Professional nomad and citizen
However the young generation wants to change. In addition to the efforts of Konstantin – ‘two Roma are about to be hired in construction work thanks to Face Roma,’ confides Svetlana – the desire to go work in Great Britain makes the obtainment of Lithuanian citizenship indispensable. This requires success in a language exam. More and more Roma are taking Lithuanian lessons. ‘Two of them passed the exam last month,’ Svetlana announces proudly.

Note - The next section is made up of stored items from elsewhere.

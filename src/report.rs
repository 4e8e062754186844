//! The eligibility report returned by the model, and the metadata that
//! travels with it.
//!
//! Field names on the wire are the Portuguese camelCase keys the schema
//! declares (`legivel`, `dadosExtraidos`, …); the Rust side uses snake_case.
//! A report is created once per successful analysis and never mutated: the
//! advisory [`cross_check`] returns findings next to it instead of
//! correcting it.

use serde::{Deserialize, Deserializer, Serialize};
use std::fmt;

use crate::document::MediaType;
use crate::pipeline::enhance::Enhancement;
use crate::policy::{self, ArmyCode, OperationTier, RejectReason, RoleVerdict};

/// Structured verdict for one paycheck.
#[derive(Debug, Clone, PartialEq, Serialize, Deserialize)]
#[serde(rename_all = "camelCase")]
pub struct EligibilityReport {
    /// Whether the document is legible and looks like a genuine paycheck.
    pub legivel: bool,
    /// "Exército", "SIAPE" or "Desconhecido".
    pub orgao: String,
    /// Eligible specifically for debt purchase (transfer).
    pub elegivel: bool,
    /// Any installment owed to a blocked creditor.
    pub alerta_bancos_bloqueados: bool,
    /// Technical justification naming the rule that decided the verdict.
    pub motivo: String,
    pub dados_extraidos: ExtractedData,
}

/// Fields read off the paycheck.
#[derive(Debug, Clone, Default, PartialEq, Serialize, Deserialize)]
#[serde(rename_all = "camelCase")]
pub struct ExtractedData {
    #[serde(default, skip_serializing_if = "Option::is_none")]
    pub nome: Option<String>,
    #[serde(default, skip_serializing_if = "Option::is_none")]
    pub cpf: Option<String>,
    /// Army only: "PREC / CAT / IND".
    #[serde(default, skip_serializing_if = "Option::is_none")]
    pub prec_cat_ind: Option<String>,
    /// SIAPE only.
    #[serde(default, skip_serializing_if = "Option::is_none")]
    pub matricula: Option<String>,
    /// Net income for the month, in reais.
    #[serde(default, skip_serializing_if = "Option::is_none")]
    pub liquido: Option<f64>,
    #[serde(default, skip_serializing_if = "Option::is_none")]
    pub faixa_operacao: Option<String>,
    /// Existing installment debts, in document order.
    #[serde(default, deserialize_with = "null_as_default")]
    pub dividas_identificadas: Vec<DebtRecord>,
}

/// One existing installment debt.
#[derive(Debug, Clone, Default, PartialEq, Serialize, Deserialize)]
#[serde(rename_all = "camelCase")]
pub struct DebtRecord {
    #[serde(default, deserialize_with = "null_as_default")]
    pub banco: String,
    #[serde(default, skip_serializing_if = "Option::is_none")]
    pub valor_parcela: Option<f64>,
    #[serde(default, skip_serializing_if = "Option::is_none")]
    pub prazo_restante: Option<String>,
}

fn null_as_default<'de, D, T>(deserializer: D) -> Result<T, D::Error>
where
    D: Deserializer<'de>,
    T: Default + Deserialize<'de>,
{
    Ok(Option::<T>::deserialize(deserializer)?.unwrap_or_default())
}

/// Institution a paycheck belongs to.
#[derive(Debug, Clone, Copy, PartialEq, Eq, Serialize, Deserialize)]
pub enum Institution {
    Army,
    Siape,
    Unknown,
}

impl Institution {
    /// Classify the free-text `orgao` field.
    pub fn from_orgao(orgao: &str) -> Self {
        let folded = policy::fold(orgao);
        if folded.contains("exercito") {
            Institution::Army
        } else if folded.contains("siape") {
            Institution::Siape
        } else {
            Institution::Unknown
        }
    }
}

impl EligibilityReport {
    pub fn institution(&self) -> Institution {
        Institution::from_orgao(&self.orgao)
    }

    /// Tier computed locally from the extracted net income.
    pub fn computed_tier(&self) -> Option<OperationTier> {
        self.dados_extraidos.liquido.map(OperationTier::for_net_income)
    }

    /// Net income below the R$ 100,00 floor.
    pub fn below_minimum_income(&self) -> bool {
        self.computed_tier() == Some(OperationTier::BelowMinimum)
    }
}

// ── Analysis result ──────────────────────────────────────────────────────

/// A validated report plus how it was produced.
#[derive(Debug, Clone, Serialize)]
pub struct AnalysisResult {
    pub report: EligibilityReport,
    /// Local rule checks that disagree with the model. Advisory only.
    pub findings: Vec<PolicyFinding>,
    /// Media type actually sent to the service.
    pub media_type: MediaType,
    pub enhancement: Enhancement,
    pub input_tokens: Option<u64>,
    pub output_tokens: Option<u64>,
    pub duration_ms: u64,
}

// ── Cross-check ──────────────────────────────────────────────────────────

/// A disagreement between the model's report and the local rules.
#[derive(Debug, Clone, PartialEq, Serialize)]
#[serde(tag = "kind", rename_all = "snake_case")]
pub enum PolicyFinding {
    /// `faixaOperacao` names a different tier than the net income supports.
    TierMismatch {
        liquido: f64,
        #[serde(serialize_with = "serialize_tier")]
        expected: OperationTier,
        #[serde(serialize_with = "serialize_tier")]
        reported: OperationTier,
    },
    /// `alertaBancosBloqueados` disagrees with the extracted debt list.
    BlockedCreditorFlagMismatch { expected: bool, reported: bool },
    /// Marked eligible with net income under the floor.
    EligibleBelowMinimum { liquido: f64 },
    /// Marked eligible although the PREC/IND rules reject the code.
    EligibleWithRejectedArmyCode { code: String, reason: String },
}

fn serialize_tier<S: serde::Serializer>(tier: &OperationTier, s: S) -> Result<S::Ok, S::Error> {
    s.serialize_str(tier.label())
}

impl fmt::Display for PolicyFinding {
    fn fmt(&self, f: &mut fmt::Formatter<'_>) -> fmt::Result {
        match self {
            PolicyFinding::TierMismatch {
                liquido,
                expected,
                reported,
            } => write!(
                f,
                "Faixa informada ({reported}) diverge da tabela para líquido de {}: {expected}",
                format_brl(*liquido)
            ),
            PolicyFinding::BlockedCreditorFlagMismatch { expected, reported } => write!(
                f,
                "Alerta de bancos bloqueados = {reported}, mas as dívidas extraídas indicam {expected}"
            ),
            PolicyFinding::EligibleBelowMinimum { liquido } => write!(
                f,
                "Marcado como elegível com líquido de {} (mínimo R$ 100,00)",
                format_brl(*liquido)
            ),
            PolicyFinding::EligibleWithRejectedArmyCode { code, reason } => {
                write!(f, "Marcado como elegível, mas {code} é {reason}")
            }
        }
    }
}

/// Compare the model's answer with the local policy tables.
pub fn cross_check(report: &EligibilityReport) -> Vec<PolicyFinding> {
    let data = &report.dados_extraidos;
    let mut findings = Vec::new();

    if let (Some(liquido), Some(faixa)) = (data.liquido, data.faixa_operacao.as_deref()) {
        let expected = OperationTier::for_net_income(liquido);
        if let Some(reported) = OperationTier::from_label(faixa) {
            if reported != expected {
                findings.push(PolicyFinding::TierMismatch {
                    liquido,
                    expected,
                    reported,
                });
            }
        }
    }

    let expected_alert = policy::has_blocked_creditor(&data.dividas_identificadas);
    if expected_alert != report.alerta_bancos_bloqueados {
        findings.push(PolicyFinding::BlockedCreditorFlagMismatch {
            expected: expected_alert,
            reported: report.alerta_bancos_bloqueados,
        });
    }

    if report.elegivel {
        if let Some(liquido) = data.liquido {
            if !OperationTier::for_net_income(liquido).is_eligible() {
                findings.push(PolicyFinding::EligibleBelowMinimum { liquido });
            }
        }

        if report.institution() == Institution::Army {
            if let Some(code) = data.prec_cat_ind.as_deref().and_then(ArmyCode::parse) {
                if let RoleVerdict::Rejected(reason) = code.verdict() {
                    findings.push(rejected_code(code, reason));
                }
            }
        }
    }

    findings
}

fn rejected_code(code: ArmyCode, reason: RejectReason) -> PolicyFinding {
    PolicyFinding::EligibleWithRejectedArmyCode {
        code: code.to_string(),
        reason: reason.to_string(),
    }
}

// ── Formatting ───────────────────────────────────────────────────────────

/// Format reais the pt-BR way: `R$ 1.234,56`.
pub fn format_brl(value: f64) -> String {
    let cents = (value * 100.0).round() as i64;
    let sign = if cents < 0 { "-" } else { "" };
    let cents = cents.unsigned_abs();
    let int = (cents / 100).to_string();
    let frac = cents % 100;

    let mut grouped = String::with_capacity(int.len() + int.len() / 3);
    for (i, ch) in int.chars().enumerate() {
        if i > 0 && (int.len() - i) % 3 == 0 {
            grouped.push('.');
        }
        grouped.push(ch);
    }
    format!("{sign}R$ {grouped},{frac:02}")
}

While some people are taking on citizenship so as to leave the country more easily, others travel so as to be able to better integrate. Konsuela Mačiulevičiutė is a 26-year-old singer who graduated from the Yamaha music school and teaches music in Žagarė (in the north of Lithuania, near the border with Latvia). She has just returned from Strasbourg in eastern France, where she was helping at a conference for Roma youth. She was also in Malaga in southern Spain where she represented the Lithuanian community at the first worldwide conference of Roma women. ‘My aim is to create an organisation for all the Roma of Lithuania which would be open to non-Roma too, to change our community’s image,’ she says in polished English. Feminists, graduates and artists versus dealers, theft and unemployment: are the Lithuanians ready to accept the new generation of Roma’s desire for a facelift?